Kavya Shetty is an Indian actress and model who primarily appears in Kannada films. She made her acting debut in 2013 with the Kannada film Nam Duniya Nam Style directed by Preetham Gubbi.

Early life
Shetty was born Mangalore, Karnataka. After doing her schooling in Mangalore, she graduated in Computer Science engineering from N.M.A.M. Institute of Technology, Nitte.

Career
While in college, Shetty did a few modelling assignments following appearances in several television commercials. She later moved to Bangalore and took part in 2011 Femina Miss India beauty pageant, winning the 'Miss Photogenic' title. She was also a finalist at the Ford Super Model of the World – India contest held at New Delhi in 2011. She was noticed by fashion guru Prasad Bidapa and subsequently walked the ramp for several designers, most notably at the 'Blenders Pride Bangalore Fashion Week' in 2011 and 2012 and Chennai International Fashion Week 2011.

She also worked as a commercial model and appeared in several print and television advertisements.

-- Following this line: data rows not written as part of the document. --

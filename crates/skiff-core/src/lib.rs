pub mod broker;
pub mod clock;
pub mod config;
pub mod engine;
pub mod error;
pub mod message;
pub mod metrics;
pub mod telemetry;

pub use broker::{Broker, SchedulerCommand};
pub use clock::{Clock, ManualClock, SystemClock, Timestamp};
pub use config::{BrokerConfig, EngineConfig, SchedulerConfig};
pub use engine::{EnqueueOptions, NackOptions, QueueEngine, QueueMetrics, TopicSummary};
pub use error::{BrokerError, BrokerResult, ConfigError, QueueError, Result};
pub use message::{DeadLetterMessage, DeadLetterReason, Message, MessageId, MetadataValue};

A few of her most notable endorsements in print are for Reliance Jewels, Malabar Gold, VBJ, Palam Silks, Psr and Club Mahindra. Her television advertisements include those for Clinic Plus, Toyota Altis, Santoor and TVS Victor.

In 2012, Shetty entered the Indian film industry. She first signed to Shivani, a bilingual horror flick, made in Telugu and Tamil, in which she played a journalist. However, the delay of this film meant that Shetty's maiden release was the Kannada film Nam Duniya Nam Style (2013) by Preetham Gubbi. While the film received mixed reviews, critics noted that Shetty had "given [a] lively performance"  and "show[n] tremendous promise". Her future releases include  the semi-period Kannada film Vijayaaditya. She has also been cast as one of the female leads in A. L. Vijay's next Tamil film, which according to Shetty is a "fun-filled" romantic drama set against a college backdrop.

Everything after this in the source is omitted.